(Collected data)
────
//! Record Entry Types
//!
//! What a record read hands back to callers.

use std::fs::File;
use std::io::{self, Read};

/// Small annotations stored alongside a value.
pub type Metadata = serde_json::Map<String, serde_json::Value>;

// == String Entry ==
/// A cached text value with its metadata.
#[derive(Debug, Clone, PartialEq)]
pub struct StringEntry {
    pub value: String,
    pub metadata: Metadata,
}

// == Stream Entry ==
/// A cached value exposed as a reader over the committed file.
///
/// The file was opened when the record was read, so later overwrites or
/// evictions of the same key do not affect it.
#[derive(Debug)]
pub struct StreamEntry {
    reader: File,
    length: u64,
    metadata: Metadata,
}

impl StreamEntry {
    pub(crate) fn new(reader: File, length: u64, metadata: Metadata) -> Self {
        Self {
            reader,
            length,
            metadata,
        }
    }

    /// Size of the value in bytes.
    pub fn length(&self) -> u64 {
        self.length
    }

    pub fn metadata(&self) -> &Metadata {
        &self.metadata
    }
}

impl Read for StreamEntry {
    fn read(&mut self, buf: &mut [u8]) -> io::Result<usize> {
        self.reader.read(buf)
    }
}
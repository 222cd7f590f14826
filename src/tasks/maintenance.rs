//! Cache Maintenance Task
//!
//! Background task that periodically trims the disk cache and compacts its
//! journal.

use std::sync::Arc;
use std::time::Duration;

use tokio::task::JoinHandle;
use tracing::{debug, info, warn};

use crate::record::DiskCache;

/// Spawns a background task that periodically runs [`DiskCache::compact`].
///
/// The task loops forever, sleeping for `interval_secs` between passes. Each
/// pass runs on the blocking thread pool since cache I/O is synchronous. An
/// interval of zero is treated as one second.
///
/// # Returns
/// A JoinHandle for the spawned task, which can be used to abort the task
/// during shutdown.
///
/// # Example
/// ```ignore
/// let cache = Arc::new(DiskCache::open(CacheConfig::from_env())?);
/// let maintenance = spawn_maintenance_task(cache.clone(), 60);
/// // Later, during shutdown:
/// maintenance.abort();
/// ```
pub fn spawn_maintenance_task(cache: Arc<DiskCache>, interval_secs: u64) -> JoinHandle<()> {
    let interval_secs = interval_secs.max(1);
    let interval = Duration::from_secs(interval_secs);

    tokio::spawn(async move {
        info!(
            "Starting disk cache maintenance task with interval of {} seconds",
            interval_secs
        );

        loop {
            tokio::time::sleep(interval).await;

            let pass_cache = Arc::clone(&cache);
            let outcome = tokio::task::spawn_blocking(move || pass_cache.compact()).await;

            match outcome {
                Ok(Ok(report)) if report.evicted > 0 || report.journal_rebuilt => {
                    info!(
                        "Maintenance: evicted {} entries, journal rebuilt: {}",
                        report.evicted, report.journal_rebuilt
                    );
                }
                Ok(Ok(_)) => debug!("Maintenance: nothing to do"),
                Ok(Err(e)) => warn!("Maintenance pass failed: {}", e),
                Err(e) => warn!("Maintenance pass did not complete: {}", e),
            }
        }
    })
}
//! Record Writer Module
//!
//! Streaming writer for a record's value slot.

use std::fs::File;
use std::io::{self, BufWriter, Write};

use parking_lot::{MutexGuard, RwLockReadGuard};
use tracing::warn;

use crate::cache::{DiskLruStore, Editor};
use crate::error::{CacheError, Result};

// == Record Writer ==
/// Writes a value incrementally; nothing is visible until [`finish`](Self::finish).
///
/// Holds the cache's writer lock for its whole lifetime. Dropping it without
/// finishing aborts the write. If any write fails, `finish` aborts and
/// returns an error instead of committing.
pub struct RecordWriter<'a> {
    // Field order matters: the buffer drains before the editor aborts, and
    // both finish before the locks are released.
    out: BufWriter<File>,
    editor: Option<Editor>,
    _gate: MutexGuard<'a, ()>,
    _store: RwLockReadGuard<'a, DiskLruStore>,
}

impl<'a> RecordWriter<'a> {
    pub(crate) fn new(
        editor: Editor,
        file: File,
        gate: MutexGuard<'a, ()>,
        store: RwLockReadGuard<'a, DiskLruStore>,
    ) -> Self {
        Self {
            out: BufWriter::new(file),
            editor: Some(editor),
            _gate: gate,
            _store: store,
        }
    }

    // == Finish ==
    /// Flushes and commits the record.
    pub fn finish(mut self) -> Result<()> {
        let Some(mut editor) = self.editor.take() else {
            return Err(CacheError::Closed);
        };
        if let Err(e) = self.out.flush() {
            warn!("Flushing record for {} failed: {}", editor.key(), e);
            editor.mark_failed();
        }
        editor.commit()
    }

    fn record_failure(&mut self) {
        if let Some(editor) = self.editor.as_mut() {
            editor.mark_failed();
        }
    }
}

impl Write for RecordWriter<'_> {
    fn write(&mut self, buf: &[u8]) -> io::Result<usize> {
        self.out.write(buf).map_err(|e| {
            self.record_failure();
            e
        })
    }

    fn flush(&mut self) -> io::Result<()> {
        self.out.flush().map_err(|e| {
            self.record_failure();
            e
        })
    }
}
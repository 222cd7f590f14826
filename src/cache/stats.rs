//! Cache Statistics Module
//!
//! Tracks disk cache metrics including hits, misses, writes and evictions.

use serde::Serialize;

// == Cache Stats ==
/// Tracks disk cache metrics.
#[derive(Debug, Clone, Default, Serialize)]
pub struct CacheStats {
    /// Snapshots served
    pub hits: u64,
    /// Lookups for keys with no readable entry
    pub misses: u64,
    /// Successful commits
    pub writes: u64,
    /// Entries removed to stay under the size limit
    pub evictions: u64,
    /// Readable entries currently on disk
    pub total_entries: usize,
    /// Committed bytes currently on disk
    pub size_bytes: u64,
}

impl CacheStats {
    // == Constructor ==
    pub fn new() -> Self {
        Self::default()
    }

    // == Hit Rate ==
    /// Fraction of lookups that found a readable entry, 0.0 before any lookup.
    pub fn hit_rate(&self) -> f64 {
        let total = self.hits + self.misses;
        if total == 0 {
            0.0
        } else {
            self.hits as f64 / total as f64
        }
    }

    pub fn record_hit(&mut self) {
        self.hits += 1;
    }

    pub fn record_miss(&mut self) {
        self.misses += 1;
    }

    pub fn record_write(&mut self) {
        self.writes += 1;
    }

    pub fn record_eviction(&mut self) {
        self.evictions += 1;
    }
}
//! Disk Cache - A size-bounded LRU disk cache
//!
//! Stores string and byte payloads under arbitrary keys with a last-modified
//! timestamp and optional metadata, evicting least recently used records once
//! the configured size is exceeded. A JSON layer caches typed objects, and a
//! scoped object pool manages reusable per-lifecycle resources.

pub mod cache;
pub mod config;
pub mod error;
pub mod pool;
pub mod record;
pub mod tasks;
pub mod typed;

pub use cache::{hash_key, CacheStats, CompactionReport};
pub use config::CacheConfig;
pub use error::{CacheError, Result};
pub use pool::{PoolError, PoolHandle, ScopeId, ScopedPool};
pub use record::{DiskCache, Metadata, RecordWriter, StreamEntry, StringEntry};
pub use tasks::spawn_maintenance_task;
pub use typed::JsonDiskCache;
────
:: Task objective ::
Go through the data above from its first line and copy each line exactly, stopping once the line with "with its metadata." has been copied.

:: Task result ::
//! Record Entry Types
//!
//! What a record read hands back to callers.

use std::fs::File;
use std::io::{self, Read};

/// Small annotations stored alongside a value.
pub type Metadata = serde_json::Map<String, serde_json::Value>;

// == String Entry ==
/// A cached text value with its metadata.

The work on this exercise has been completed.